During this period, a lot of the protostar`s dust and debris is removed toward the newly forming solar-system`s periphery. From there, fusion commences at the star`s core, and the star begins its active nuclear life. But it should be remembered by the reader, only stars that are 6 percent or more than the mass of the Sun can attain temperature and pressure in the core which is required to initiate fusion. The disc at this stage either disappears entirely - of forms embryonic planets.
Planetoids develop: when matter swirling around an emerging star forms small pellets which collide and make larger bodies, we just called `Planetoids`. They coalesce at that point to form large planets with tracks of mostly empty space between them. And in the inner system, light gases are blown away by the star`s radiation to leave large rocky planets, and moons behind.
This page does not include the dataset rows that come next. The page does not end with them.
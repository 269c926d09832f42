// Licensed to the Apache Software Foundation (ASF) under one
// or more contributor license agreements.  See the NOTICE file
// distributed with this work for additional information
// regarding copyright ownership.  The ASF licenses this file
// to you under the Apache License, Version 2.0 (the
// "License"); you may not use this file except in compliance
// with the License.  You may obtain a copy of the License at
//
//   http://www.apache.org/licenses/LICENSE-2.0
//
// Unless required by applicable law or agreed to in writing,
// software distributed under the License is distributed on an
// "AS IS" BASIS, WITHOUT WARRANTIES OR CONDITIONS OF ANY
// KIND, either express or implied.  See the License for the
// specific language governing permissions and limitations
// under the License.

use datasketches_theta::common::NumStdDev;
use datasketches_theta::error::Error;
use datasketches_theta::error::ErrorKind;
use datasketches_theta::theta::MAX_THETA;
use datasketches_theta::theta::ThetaSketch;
use datasketches_theta::theta::ThetaSketchView;
use datasketches_theta::tuple::CompactTupleSketch;
use datasketches_theta::tuple::TupleSketch;
use datasketches_theta::tuple::TupleSketchView;
use googletest::assert_that;
use googletest::prelude::near;

#[test]
fn test_empty() {
    let sketch = TupleSketch::<f64>::builder().build().unwrap();
    assert!(sketch.is_empty());
    assert!(!sketch.is_estimation_mode());
    assert_eq!(sketch.estimate(), 0.0);
    assert_eq!(sketch.lower_bound(NumStdDev::One), 0.0);
    assert_eq!(sketch.upper_bound(NumStdDev::One), 0.0);

    let compact = sketch.compact(true);
    assert!(compact.is_empty());
    assert_eq!(compact.num_retained(), 0);
}

#[test]
fn test_additive_merge() {
    let mut sketch = TupleSketch::<i64>::builder().build().unwrap();
    sketch.update("a", 3).unwrap();
    sketch.update("a", 4).unwrap();
    assert_eq!(sketch.num_retained(), 1);
    assert_eq!(sketch.estimate(), 1.0);

    let entries: Vec<(u64, i64)> = sketch.entries().map(|(h, s)| (h, *s)).collect();
    assert_eq!(entries.len(), 1);
    assert_eq!(entries[0].1, 7);
}

#[test]
fn test_hashes_match_theta_sketch() {
    let mut tuple = TupleSketch::<u32>::builder().lg_k(6).build().unwrap();
    let mut theta = ThetaSketch::builder().lg_k(6).build().unwrap();
    for i in 0..2000 {
        tuple.update(i, 1).unwrap();
        theta.update(i);
    }
    assert_eq!(tuple.theta64(), theta.theta64());

    let mut tuple_hashes: Vec<u64> = tuple.iter().collect();
    tuple_hashes.sort_unstable();
    assert_eq!(tuple_hashes, theta.compact(true).entries());
}

#[test]
fn test_estimation_mode() {
    let mut sketch = TupleSketch::<u64>::builder().lg_k(10).build().unwrap();
    for i in 0..20000u64 {
        sketch.update(i, 1).unwrap();
        sketch.update(i, 1).unwrap();
    }
    assert!(sketch.is_estimation_mode());
    assert!(sketch.theta64() < MAX_THETA);
    assert_that!(sketch.estimate(), near(20000.0, 20000.0 * 0.1));
    assert!(sketch.entries().all(|(_, count)| *count == 2));
}

#[test]
fn test_custom_policy() {
    let keep_max = |a: &u32, b: &u32| -> Result<u32, Error> { Ok(*a.max(b)) };
    let mut sketch = TupleSketch::<u32>::builder()
        .lg_k(8)
        .policy(keep_max)
        .build()
        .unwrap();
    for summary in [4, 11, 7] {
        sketch.update("key", summary).unwrap();
    }
    assert_eq!(sketch.entries().next().map(|(_, s)| *s), Some(11));
}

#[test]
fn test_policy_error_is_propagated() {
    let checked = |a: &u8, b: &u8| -> Result<u8, Error> {
        a.checked_add(*b)
            .ok_or_else(|| Error::new(ErrorKind::PolicyFailure, "summary overflow"))
    };
    let mut sketch = TupleSketch::<u8>::builder()
        .policy(checked)
        .build()
        .unwrap();
    sketch.update_f64(1.0, 250).unwrap();
    let err = sketch.update_f64(1.0, 10).unwrap_err();
    assert_eq!(err.kind(), ErrorKind::PolicyFailure);
    assert_eq!(err.message(), "summary overflow");
    assert_eq!(sketch.entries().next().map(|(_, s)| *s), Some(250));
}

#[test]
fn test_update_str() {
    let mut sketch = TupleSketch::<u64>::builder().build().unwrap();
    sketch.update_str("", 5).unwrap();
    assert!(sketch.is_empty());

    sketch.update_str("pear", 1).unwrap();
    sketch.update_bytes(b"pear", 2).unwrap();
    assert_eq!(sketch.num_retained(), 1);
    assert_eq!(sketch.entries().next().map(|(_, s)| *s), Some(3));
}

#[test]
fn test_trim_and_reset() {
    let mut sketch = TupleSketch::<u64>::builder().lg_k(5).build().unwrap();
    for i in 0..500u64 {
        sketch.update(i, i).unwrap();
    }
    let before = sketch.compact(true);
    sketch.trim();
    assert_eq!(sketch.compact(true), before);

    sketch.reset();
    assert!(sketch.is_empty());
    assert_eq!(sketch.theta64(), MAX_THETA);
    assert_eq!(sketch.num_retained(), 0);
}

#[test]
fn test_compact_is_independent_copy() {
    let concat = |a: &String, b: &String| -> Result<String, Error> { Ok(format!("{a}{b}")) };
    let mut sketch = TupleSketch::<String>::builder()
        .policy(concat)
        .build()
        .unwrap();
    sketch.update(1, "x".to_string()).unwrap();
    let compact = sketch.compact(false);
    sketch.update(1, "y".to_string()).unwrap();

    assert_eq!(compact.entries().next().unwrap().1, "x");
    assert_eq!(sketch.entries().next().unwrap().1, "xy");
}

#[test]
fn test_compact_from_parts() {
    let compact =
        CompactTupleSketch::from_parts(false, true, 1, MAX_THETA / 4, vec![(1, 10u32), (2, 20)])
            .unwrap();
    assert!(compact.is_estimation_mode());
    assert_that!(compact.estimate(), near(8.0, 1e-6));

    let err = CompactTupleSketch::from_parts(false, true, 1, MAX_THETA, vec![(0, 10u32)])
        .unwrap_err();
    assert_eq!(err.kind(), ErrorKind::InvalidData);
}
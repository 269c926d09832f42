// Licensed to the Apache Software Foundation (ASF) under one
// or more contributor license agreements.  See the NOTICE file
// distributed with this work for additional information
// regarding copyright ownership.  The ASF licenses this file
// to you under the Apache License, Version 2.0 (the
// "License"); you may not use this file except in compliance
// with the License.  You may obtain a copy of the License at
//
//   http://www.apache.org/licenses/LICENSE-2.0
//
// Unless required by applicable law or agreed to in writing,
// software distributed under the License is distributed on an
// "AS IS" BASIS, WITHOUT WARRANTIES OR CONDITIONS OF ANY
// KIND, either express or implied.  See the License for the
// specific language governing permissions and limitations
// under the License.

use std::fmt;

use crate::common::NumStdDev;
use crate::common::binomial_bounds;
use crate::theta::hash_table::MAX_THETA;

/// Read-only contract shared by every theta-family sketch.
///
/// Update sketches, compact sketches and tuple sketches all implement this trait, which is what
/// unions accept as input. Estimation and bounds are derived from the few required accessors.
pub trait ThetaSketchView {
    /// Returns true if the sketch never received an item.
    fn is_empty(&self) -> bool;

    /// Returns true if [`iter`](Self::iter) yields hashes in ascending order.
    fn is_ordered(&self) -> bool;

    /// Returns theta as a raw 64-bit threshold.
    fn theta64(&self) -> u64;

    /// Returns the number of retained hashes.
    fn num_retained(&self) -> usize;

    /// Returns the 16-bit fingerprint of the seed the sketch was built with.
    fn seed_hash(&self) -> u16;

    /// Returns an iterator over the retained hashes.
    fn iter(&self) -> impl Iterator<Item = u64> + '_;

    /// Returns theta as a fraction (0.0 to 1.0]
    fn theta(&self) -> f64 {
        self.theta64() as f64 / MAX_THETA as f64
    }

    /// Returns true if the sketch holds a sample rather than every distinct hash it saw.
    fn is_estimation_mode(&self) -> bool {
        self.theta64() < MAX_THETA && !self.is_empty()
    }

    /// Returns the estimated number of distinct items.
    fn estimate(&self) -> f64 {
        if self.is_empty() {
            return 0.0;
        }
        self.num_retained() as f64 / self.theta()
    }

    /// Returns the approximate lower error bound given the number of standard deviations.
    fn lower_bound(&self, num_std_dev: NumStdDev) -> f64 {
        if !self.is_estimation_mode() {
            return self.num_retained() as f64;
        }
        binomial_bounds::lower_bound(self.num_retained() as u64, self.theta(), num_std_dev)
            .expect("theta should always be valid")
    }

    /// Returns the approximate upper error bound given the number of standard deviations.
    fn upper_bound(&self, num_std_dev: NumStdDev) -> f64 {
        if !self.is_estimation_mode() {
            return self.num_retained() as f64;
        }
        binomial_bounds::upper_bound(self.num_retained() as u64, self.theta(), num_std_dev)
            .expect("theta should always be valid")
    }
}

/// Writes the multi-line summary used by the `Display` impls of all sketches.
///
/// `specifics` are extra `(label, value)` rows appended after the common ones.
pub(crate) fn write_summary<V: ThetaSketchView>(
    f: &mut fmt::Formatter<'_>,
    name: &str,
    sketch: &V,
    specifics: &[(&str, String)],
) -> fmt::Result {
    writeln!(f, "### {name} summary:")?;
    write_row(f, "num retained entries", sketch.num_retained())?;
    write_row(f, "seed hash", sketch.seed_hash())?;
    write_row(f, "empty?", sketch.is_empty())?;
    write_row(f, "ordered?", sketch.is_ordered())?;
    write_row(f, "estimation mode?", sketch.is_estimation_mode())?;
    write_row(f, "theta (fraction)", sketch.theta())?;
    write_row(f, "theta (raw 64-bit)", sketch.theta64())?;
    write_row(f, "estimate", sketch.estimate())?;
    write_row(f, "lower bound 95% conf", sketch.lower_bound(NumStdDev::Two))?;
    write_row(f, "upper bound 95% conf", sketch.upper_bound(NumStdDev::Two))?;
    for (label, value) in specifics {
        write_row(f, label, value)?;
    }
    writeln!(f, "### End sketch summary")
}

/// Writes one line per retained entry, framed like the summary.
pub(crate) fn write_entries<I, D>(f: &mut fmt::Formatter<'_>, entries: I) -> fmt::Result
where
    I: IntoIterator<Item = (u64, Option<D>)>,
    D: fmt::Debug,
{
    writeln!(f, "### Retained entries")?;
    for (hash, summary) in entries {
        match summary {
            Some(summary) => writeln!(f, "{hash}: {summary:?}")?,
            None => writeln!(f, "{hash}")?,
        }
    }
    writeln!(f, "### End retained entries")
}

fn write_row(f: &mut fmt::Formatter<'_>, label: &str, value: impl fmt::Display) -> fmt::Result {
    writeln!(f, "   {label:<21}: {value}")
}
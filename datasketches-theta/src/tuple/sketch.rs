// Licensed to the Apache Software Foundation (ASF) under one
// or more contributor license agreements.  See the NOTICE file
// distributed with this work for additional information
// regarding copyright ownership.  The ASF licenses this file
// to you under the Apache License, Version 2.0 (the
// "License"); you may not use this file except in compliance
// with the License.  You may obtain a copy of the License at
//
//   http://www.apache.org/licenses/LICENSE-2.0
//
// Unless required by applicable law or agreed to in writing,
// software distributed under the License is distributed on an
// "AS IS" BASIS, WITHOUT WARRANTIES OR CONDITIONS OF ANY
// KIND, either express or implied.  See the License for the
// specific language governing permissions and limitations
// under the License.

use std::fmt;
use std::hash::Hash;
use std::marker::PhantomData;

use crate::common::ResizeFactor;
use crate::common::canonical_double;
use crate::error::Error;
use crate::theta::ThetaSketchView;
use crate::theta::hash_table::TableConfig;
use crate::theta::hash_table::ThetaHashTable;
use crate::theta::table_specifics;
use crate::theta::view::write_entries;
use crate::theta::view::write_summary;
use crate::tuple::AdditivePolicy;
use crate::tuple::CompactTupleSketch;
use crate::tuple::MergePolicy;
use crate::tuple::TupleSketchView;

/// Mutable tuple sketch: a theta sketch that attaches a summary to every retained hash.
///
/// The first time an item is retained its summary is stored as given. Later updates with the
/// same item combine the stored summary with the new one through the merge policy `P`.
///
/// # Examples
///
/// ```
/// use datasketches_theta::theta::ThetaSketchView;
/// use datasketches_theta::tuple::TupleSketch;
/// use datasketches_theta::tuple::TupleSketchView;
///
/// let mut sketch = TupleSketch::<u64>::builder().build().unwrap();
/// sketch.update("apple", 3).unwrap();
/// sketch.update("apple", 4).unwrap();
/// assert_eq!(sketch.num_retained(), 1);
/// assert_eq!(sketch.entries().next().unwrap().1, &7);
/// ```
#[derive(Debug, Clone)]
pub struct TupleSketch<S, P = AdditivePolicy> {
    table: ThetaHashTable<S>,
    policy: P,
}

impl<S> TupleSketch<S> {
    /// Create a new builder for TupleSketch, using [`AdditivePolicy`] unless another policy is
    /// set.
    pub fn builder() -> TupleSketchBuilder<S> {
        TupleSketchBuilder::default()
    }
}

impl<S, P> TupleSketch<S, P>
where
    S: Default + Clone,
    P: MergePolicy<S>,
{
    /// Update the sketch with a hashable value and its summary.
    ///
    /// Hashing follows [`ThetaSketch::update`](crate::theta::ThetaSketch::update): the value's
    /// type is part of the item, and `""` is not skipped (see [`update_str`](Self::update_str)).
    ///
    /// # Errors
    ///
    /// Returns the error of the merge policy if the item was already retained and merging
    /// failed. The stored summary is unchanged in that case.
    pub fn update<T: Hash>(&mut self, value: T, summary: S) -> Result<(), Error> {
        let hash = self.table.hash_and_screen(value);
        self.insert_hash(hash, summary)
    }

    /// Update the sketch with the UTF-8 bytes of a string and a summary. An empty string is
    /// ignored.
    pub fn update_str(&mut self, value: &str, summary: S) -> Result<(), Error> {
        self.update_bytes(value.as_bytes(), summary)
    }

    /// Update the sketch with raw bytes and a summary. An empty slice is ignored.
    pub fn update_bytes(&mut self, bytes: &[u8], summary: S) -> Result<(), Error> {
        let hash = self.table.hash_bytes_and_screen(bytes);
        self.insert_hash(hash, summary)
    }

    /// Update the sketch with a f64 value and a summary.
    pub fn update_f64(&mut self, value: f64, summary: S) -> Result<(), Error> {
        self.update(canonical_double(value), summary)
    }

    /// Update the sketch with a f32 value and a summary.
    pub fn update_f32(&mut self, value: f32, summary: S) -> Result<(), Error> {
        self.update_f64(value as f64, summary)
    }

    fn insert_hash(&mut self, hash: u64, summary: S) -> Result<(), Error> {
        if hash == 0 {
            return Ok(());
        }
        let (index, found) = self.table.find(hash);
        if found {
            let merged = self.policy.merge(self.table.summary(index), &summary)?;
            self.table.replace_summary(index, merged);
        } else {
            self.table.insert(index, hash, summary);
        }
        Ok(())
    }

    /// Shrinks the internal table to the smallest size that fits the retained entries.
    ///
    /// Theta and the retained entries are not changed.
    pub fn trim(&mut self) {
        self.table.trim();
    }

    /// Reset the sketch to empty state
    pub fn reset(&mut self) {
        self.table.reset();
    }

    /// Returns an immutable copy of this sketch, with entries sorted by hash if `ordered` is
    /// true.
    pub fn compact(&self, ordered: bool) -> CompactTupleSketch<S> {
        let mut entries: Vec<(u64, S)> = self
            .table
            .entries()
            .map(|(hash, summary)| (hash, summary.clone()))
            .collect();
        if ordered {
            entries.sort_unstable_by_key(|(hash, _)| *hash);
        }
        CompactTupleSketch::new(
            self.table.is_empty(),
            ordered,
            self.table.seed_hash(),
            self.table.theta(),
            entries,
        )
    }
}

impl<S, P> TupleSketch<S, P> {
    /// Return lg_k
    pub fn lg_k(&self) -> u8 {
        self.table.lg_nom_size()
    }

    /// Return the resize factor
    pub fn resize_factor(&self) -> ResizeFactor {
        self.table.resize_factor()
    }

    /// Return the merge policy
    pub fn policy(&self) -> &P {
        &self.policy
    }
}

impl<S, P> ThetaSketchView for TupleSketch<S, P> {
    fn is_empty(&self) -> bool {
        self.table.is_empty()
    }

    fn is_ordered(&self) -> bool {
        false
    }

    fn theta64(&self) -> u64 {
        self.table.theta()
    }

    fn num_retained(&self) -> usize {
        self.table.num_entries()
    }

    fn seed_hash(&self) -> u16 {
        self.table.seed_hash()
    }

    fn iter(&self) -> impl Iterator<Item = u64> + '_ {
        self.table.iter()
    }
}

impl<S, P> TupleSketchView for TupleSketch<S, P> {
    type Summary = S;

    fn entries(&self) -> impl Iterator<Item = (u64, &S)> + '_ {
        self.table.entries()
    }
}

impl<S: fmt::Debug, P> fmt::Display for TupleSketch<S, P> {
    fn fmt(&self, f: &mut fmt::Formatter<'_>) -> fmt::Result {
        write_summary(f, "Update tuple sketch", self, &table_specifics(&self.table))?;
        if f.alternate() {
            write_entries(
                f,
                self.entries().map(|(hash, summary)| (hash, Some(summary))),
            )?;
        }
        Ok(())
    }
}

/// Builder for TupleSketch
#[derive(Debug, Clone)]
pub struct TupleSketchBuilder<S, P = AdditivePolicy> {
    config: TableConfig,
    policy: P,
    _summary: PhantomData<fn() -> S>,
}

impl<S> Default for TupleSketchBuilder<S> {
    fn default() -> Self {
        Self {
            config: TableConfig::default(),
            policy: AdditivePolicy,
            _summary: PhantomData,
        }
    }
}

impl<S, P> TupleSketchBuilder<S, P> {
    /// Set lg_k (log2 of nominal size k). Must be in range [5, 26].
    pub fn lg_k(mut self, lg_k: u8) -> Self {
        self.config.lg_k = lg_k;
        self
    }

    /// Set the log2 of the initial table size. Must be in range [5, lg_k + 1].
    pub fn lg_starting_size(mut self, lg_starting_size: u8) -> Self {
        self.config.lg_starting_size = Some(lg_starting_size);
        self
    }

    /// Set resize factor.
    pub fn resize_factor(mut self, factor: ResizeFactor) -> Self {
        self.config.resize_factor = factor;
        self
    }

    /// Set sampling probability p. Must be in range (0.0, 1.0].
    pub fn sampling_probability(mut self, probability: f32) -> Self {
        self.config.sampling_probability = probability;
        self
    }

    /// Set hash seed.
    pub fn seed(mut self, seed: u64) -> Self {
        self.config.seed = seed;
        self
    }

    /// Set the policy that merges the summaries of repeated items.
    pub fn policy<Q: MergePolicy<S>>(self, policy: Q) -> TupleSketchBuilder<S, Q> {
        TupleSketchBuilder {
            config: self.config,
            policy,
            _summary: PhantomData,
        }
    }
}

impl<S, P> TupleSketchBuilder<S, P>
where
    S: Default + Clone,
    P: MergePolicy<S>,
{
    /// Build the TupleSketch.
    ///
    /// # Errors
    ///
    /// Returns an [`InvalidArgument`](crate::error::ErrorKind::InvalidArgument) error if any
    /// parameter is out of range.
    pub fn build(self) -> Result<TupleSketch<S, P>, Error> {
        let table = self.config.build_table()?;
        Ok(TupleSketch {
            table,
            policy: self.policy,
        })
    }
}
// Licensed to the Apache Software Foundation (ASF) under one
// or more contributor license agreements.  See the NOTICE file
// distributed with this work for additional information
// regarding copyright ownership.  The ASF licenses this file
// to you under the Apache License, Version 2.0 (the
// "License"); you may not use this file except in compliance
// with the License.  You may obtain a copy of the License at
//
//   http://www.apache.org/licenses/LICENSE-2.0
//
// Unless required by applicable law or agreed to in writing,
// software distributed under the License is distributed on an
// "AS IS" BASIS, WITHOUT WARRANTIES OR CONDITIONS OF ANY
// KIND, either express or implied.  See the License for the
// specific language governing permissions and limitations
// under the License.

use crate::common::ResizeFactor;
use crate::error::Error;
use crate::theta::CompactThetaSketch;
use crate::theta::ThetaSketchView;
use crate::theta::hash_table::TableConfig;
use crate::theta::union_state::UnionInput;
use crate::theta::union_state::UnionState;

/// Stateful union operator for Theta sketches.
///
/// Any number of sketches built with the same seed can be folded in with
/// [`update`](Self::update); [`get_result`](Self::get_result) returns their union as a compact
/// sketch of at most k entries.
///
/// # Examples
///
/// ```
/// use datasketches_theta::theta::ThetaSketch;
/// use datasketches_theta::theta::ThetaSketchView;
/// use datasketches_theta::theta::ThetaUnion;
///
/// let mut a = ThetaSketch::builder().build().unwrap();
/// let mut b = ThetaSketch::builder().build().unwrap();
/// for i in 0..100 {
///     a.update(i);
///     b.update(i + 50);
/// }
///
/// let mut union = ThetaUnion::builder().build().unwrap();
/// union.update(&a).unwrap();
/// union.update(&b.compact(true)).unwrap();
/// assert_eq!(union.get_result(true).estimate(), 150.0);
/// ```
#[derive(Debug, Clone)]
pub struct ThetaUnion {
    state: UnionState<()>,
}

impl ThetaUnion {
    /// Create a new builder for ThetaUnion
    pub fn builder() -> ThetaUnionBuilder {
        ThetaUnionBuilder::default()
    }

    /// Updates the union with a given sketch.
    ///
    /// # Errors
    ///
    /// Returns an [`IncompatibleSketch`](crate::error::ErrorKind::IncompatibleSketch) error if
    /// the sketch was built with a different seed than the sketches already in the union. The
    /// union is unchanged in that case.
    pub fn update<V: ThetaSketchView>(&mut self, sketch: &V) -> Result<(), Error> {
        let input = UnionInput {
            is_empty: sketch.is_empty(),
            is_ordered: sketch.is_ordered(),
            seed_hash: sketch.seed_hash(),
            theta: sketch.theta64(),
            entries: sketch.iter().map(|hash| (hash, &())),
        };
        self.state.update(input, |_, _| Ok(()))
    }

    /// Returns the union of all sketches seen so far as a compact sketch.
    ///
    /// The union is not modified and can keep ingesting sketches.
    pub fn get_result(&self, ordered: bool) -> CompactThetaSketch {
        let result = self.state.result(ordered);
        CompactThetaSketch::new(
            result.is_empty,
            result.is_ordered,
            result.seed_hash,
            result.theta,
            result.entries.into_iter().map(|(hash, _)| hash).collect(),
        )
    }

    /// Return lg_k
    pub fn lg_k(&self) -> u8 {
        self.state.lg_k()
    }

    /// Returns the running union theta as u64
    pub fn theta64(&self) -> u64 {
        self.state.theta64()
    }

    /// Reset the union to its freshly built state
    pub fn reset(&mut self) {
        self.state.reset();
    }
}

/// Builder for ThetaUnion
#[derive(Debug, Clone, Default)]
pub struct ThetaUnionBuilder {
    config: TableConfig,
}

impl ThetaUnionBuilder {
    /// Set lg_k (log2 of nominal size k). Must be in range [5, 26].
    pub fn lg_k(mut self, lg_k: u8) -> Self {
        self.config.lg_k = lg_k;
        self
    }

    /// Set the log2 of the initial table size. Must be in range [5, lg_k + 1].
    pub fn lg_starting_size(mut self, lg_starting_size: u8) -> Self {
        self.config.lg_starting_size = Some(lg_starting_size);
        self
    }

    /// Set resize factor.
    pub fn resize_factor(mut self, factor: ResizeFactor) -> Self {
        self.config.resize_factor = factor;
        self
    }

    /// Set sampling probability p. Must be in range (0.0, 1.0].
    pub fn sampling_probability(mut self, probability: f32) -> Self {
        self.config.sampling_probability = probability;
        self
    }

    /// Set hash seed. Only its fingerprint is used, as the result seed hash of an empty union.
    pub fn seed(mut self, seed: u64) -> Self {
        self.config.seed = seed;
        self
    }

    /// Build the ThetaUnion.
    ///
    /// # Errors
    ///
    /// Returns an [`InvalidArgument`](crate::error::ErrorKind::InvalidArgument) error if any
    /// parameter is out of range.
    pub fn build(self) -> Result<ThetaUnion, Error> {
        let table = self.config.build_table()?;
        Ok(ThetaUnion {
            state: UnionState::new(table),
        })
    }
}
No one knows: how many stars might actually have planets orbiting them. First generation stars which form from hydrogen and helium only, might have planets around them, but these might only be gas giants like Jupiter devoid of a rocky core. For Earth like planets to build, the star must be a second or third generation with a hydrogen and helium cloud laced atmosphere with heavier elements. And since our Sun if reasonably typical, it seems highly unlikely other stars will not have similar solar systems to our own. But even with today`s modern telescopes, we do not have enough observational power to see directly whether this is the case or not! However, our near neighbour, Barnard`s star wobbles as it moves across the sky. Calculations currently show that the wobble of Barnard`s star could be caused by the gravitational effects of....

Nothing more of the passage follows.